What’s Next: Decoupling or Further Convergence?

In the short term, it will be difficult for Ethereum to break out independently from Bitcoin. On the macro front, the MOVE Index, which measures expected volatility in US Treasuries, spiked 21% in a single day, reflecting how inflation concerns triggered by rising oil prices are spreading to global bond markets. As financial conditions tighten, capital tends to flow into highly liquid "consensus assets"—with Bitcoin still the top choice. In the medium term, for ETH to break its weak correlation, two conditions must be met: net capital inflows must turn positive, and exchange inflows must decline. The former requires improved macro liquidity or new capital-attracting narratives within the Ethereum ecosystem; the latter reflects a renewed willingness to hold. If these conditions aren’t met, the ETH/BTC pair may continue its downward trend.

Potential Risks: From "Hedging Sentiment" to "Hedging Action"

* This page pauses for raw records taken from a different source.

//! Webhook sender configurations.

use std::collections::BTreeMap;

use serde::Serialize;

use crate::client::ApiClient;
use crate::error::ApiError;
use crate::types::{
    GlobalStatus, HttpMethod, Page, PageQuery, WebhookApp, WebhookConfigItem, WithUid,
};

pub const LIST_PATH: &str = "/v1/webhook/configs";
pub const CREATE_PATH: &str = "/v1/webhook/config";

#[must_use]
pub fn item_path(uid: &str) -> String {
    format!("/v1/webhook/config/{}", uid.trim())
}

#[must_use]
pub fn status_path(uid: &str) -> String {
    format!("/v1/webhook/config/{}/status", uid.trim())
}

#[derive(Debug, Clone, Default, PartialEq, Eq, Serialize)]
#[serde(rename_all = "camelCase")]
pub struct ListWebhookQuery {
    #[serde(flatten)]
    pub page: PageQuery,
    #[serde(skip_serializing_if = "Option::is_none")]
    pub app: Option<WebhookApp>,
}

#[derive(Debug, Clone, PartialEq, Eq, Serialize)]
#[serde(rename_all = "camelCase")]
pub struct WebhookConfigRequest {
    pub app: WebhookApp,
    pub name: String,
    pub url: String,
    pub method: HttpMethod,
    #[serde(skip_serializing_if = "Option::is_none")]
    pub headers: Option<BTreeMap<String, String>>,
    #[serde(skip_serializing_if = "Option::is_none")]
    pub secret: Option<String>,
}

#[derive(Debug, Serialize)]
struct UpdateStatusBody<'a> {
    uid: &'a str,
    status: GlobalStatus,
}

#[derive(Debug)]
pub struct WebhookConfigService<'a> {
    client: &'a ApiClient,
}

impl<'a> WebhookConfigService<'a> {
    pub(crate) fn new(client: &'a ApiClient) -> Self {
        Self { client }
    }

    pub async fn list(
        &self,
        query: &ListWebhookQuery,
    ) -> Result<Page<WebhookConfigItem>, ApiError> {
        self.client.get_json_query(LIST_PATH, query).await
    }

    pub async fn get(&self, uid: &str) -> Result<WebhookConfigItem, ApiError> {
        self.client.get_json(&item_path(uid)).await
    }

    pub async fn create(&self, request: &WebhookConfigRequest) -> Result<(), ApiError> {
        self.client.post_ack(CREATE_PATH, request).await
    }

    pub async fn update(
        &self,
        uid: &str,
        request: &WebhookConfigRequest,
    ) -> Result<(), ApiError> {
        let body = WithUid { uid, data: request };
        self.client.put_ack(&item_path(uid), &body).await
    }

    pub async fn update_status(&self, uid: &str, status: GlobalStatus) -> Result<(), ApiError> {
        let body = UpdateStatusBody { uid, status };
        self.client.put_ack(&status_path(uid), &body).await
    }

    pub async fn delete(&self, uid: &str) -> Result<(), ApiError> {
        self.client.delete_ack(&item_path(uid)).await
    }
}
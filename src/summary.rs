//! Human-readable result summary and exit-code mapping.

use pageproof_core_types::{ScenarioResult, StepStatus};

fn status_tag(status: StepStatus) -> &'static str {
    match status {
        StepStatus::Passed => "PASS",
        StepStatus::Failed => "FAIL",
        StepStatus::TimedOut => "TIME",
        StepStatus::NotRun => "SKIP",
    }
}

/// Render a per-step summary table.
pub fn render(result: &ScenarioResult) -> String {
    let mut out = String::new();
    out.push_str(&format!(
        "scenario {:?}: {} ({}ms)\n",
        result.scenario,
        if result.passed { "PASSED" } else { "FAILED" },
        result.latency_ms
    ));
    if let Some(error) = &result.error {
        out.push_str(&format!("  error: {}\n", error));
    }

    for step in &result.step_results {
        out.push_str(&format!(
            "  [{}] {:>2}. {} ({}ms)\n",
            status_tag(step.status),
            step.index + 1,
            step.label,
            step.latency_ms
        ));
        if let Some(error) = &step.error {
            out.push_str(&format!("        reason: {}\n", error));
        }
        if let Some(artifact) = &step.artifact {
            if let Some(screenshot) = &artifact.screenshot {
                out.push_str(&format!("        screenshot: {}\n", screenshot));
            }
            if let Some(snapshot) = &artifact.snapshot {
                out.push_str(&format!("        snapshot: {}\n", snapshot));
            }
        }
        if let Some(note) = &step.capture_note {
            out.push_str(&format!("        note: {}\n", note));
        }
    }
    out
}

/// 0 = passed, 1 = verification failure. Usage/config errors map to 2
/// in `main`.
pub fn exit_code(result: &ScenarioResult) -> i32 {
    if result.passed {
        0
    } else {
        1
    }
}

#[cfg(test)]
mod tests {
    use super::*;
    use pageproof_core_types::{StepError, StepResult};

    #[test]
    fn render_marks_each_status() {
        let mut failed = StepResult::not_run(1, "click login".into());
        failed.status = StepStatus::Failed;
        failed.error = Some(StepError::TargetNotFound {
            locator: "role=button".into(),
        });

        let result = ScenarioResult::new("login")
            .with_step({
                let mut r = StepResult::not_run(0, "navigate /login".into());
                r.status = StepStatus::Passed;
                r
            })
            .with_step(failed)
            .with_step(StepResult::not_run(2, "assert".into()))
            .finish();

        let text = render(&result);
        assert!(text.contains("[PASS]"));
        assert!(text.contains("[FAIL]"));
        assert!(text.contains("[SKIP]"));
        assert!(text.contains("target not found"));
        assert_eq!(exit_code(&result), 1);
    }
}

The most overlooked risk in the current market is the potential unsustainability of the disconnect between derivatives markets and macro indicators. Despite the MOVE Index’s surge, Ethereum’s implied volatility index (EVIV) remains relatively stable, suggesting that derivatives traders have yet to price in significant cross-asset contagion effects. This "not my problem" attitude will be tested around next week’s FOMC meeting. If US Treasury volatility continues to rise, compounded by oil price pressures from Middle East tensions, capital will increasingly flow from risk assets to safe havens. At that point, Ethereum’s $2,000 "max pain" could shift from an options strike to a real support test in the spot market. Additionally, if on-chain capital outflows persist into the end of Q2, ETH could further slide toward the $1,500 range.

Summary

Ethereum’s hold above $2,100 and its weak correlation with Bitcoin is not just a technical pattern repeat—it’s the inevitable result of capital flow logic replacing network usage logic. As the "adoption paradox" reveals a disconnect between network activity and asset price, and as the derivatives market votes for risk aversion with a 1.20 put/call ratio, market participants must recognize a new reality: the core variables driving ETH’s price have changed. The next turning point will depend not on "how many addresses are active," but on "how much capital is flowing in."

FAQ

What does Ethereum holding above $2,100 mean?

As of March 13, 2026, Gate market data shows the Ethereum price trading above $2,100, reflecting a short-term equilibrium amid macro uncertainty. This level sits at the midpoint of the past month’s trading range, neither breaking resistance nor falling below support, indicating a temporary balance between bulls and bears.

What is Ethereum’s "adoption paradox"?

The "adoption paradox," as defined by CryptoQuant, refers to the phenomenon where Ethereum’s network activity (such as daily active addresses and smart contract calls) reaches all-time highs, yet ETH price drops sharply. This breaks the traditional "usage growth → price increase" logic and highlights that asset price drivers have shifted from network usage to capital flows.

What does a put/call ratio of 1.20 mean for Ethereum?

A put/call ratio above 1.0 means more put options (downside protection) are being bought than call options (upside bets). For Ethereum, a ratio of 1.20 means that for every 100 call options purchased, 120 puts are bought, signaling a dominant risk-averse sentiment in the market.

How does a rising MOVE Index affect Ethereum?

The MOVE Index measures expected volatility in US Treasuries. When it rises, it usually signals tighter financial conditions and increased capital flows from risk assets to safe havens. While Ethereum’s derivatives market hasn’t fully priced in this risk yet, persistent macro pressures could weigh on ETH’s price.

Can Ethereum break out independently in the future?

In the short term, it’s unlikely Ethereum will break out independently from Bitcoin. To decouple, two conditions must be met: net capital inflows need to turn positive, and exchange inflows must decline. This requires not only improved macro liquidity but also new narratives or applications within the Ethereum ecosystem that attract incremental capital.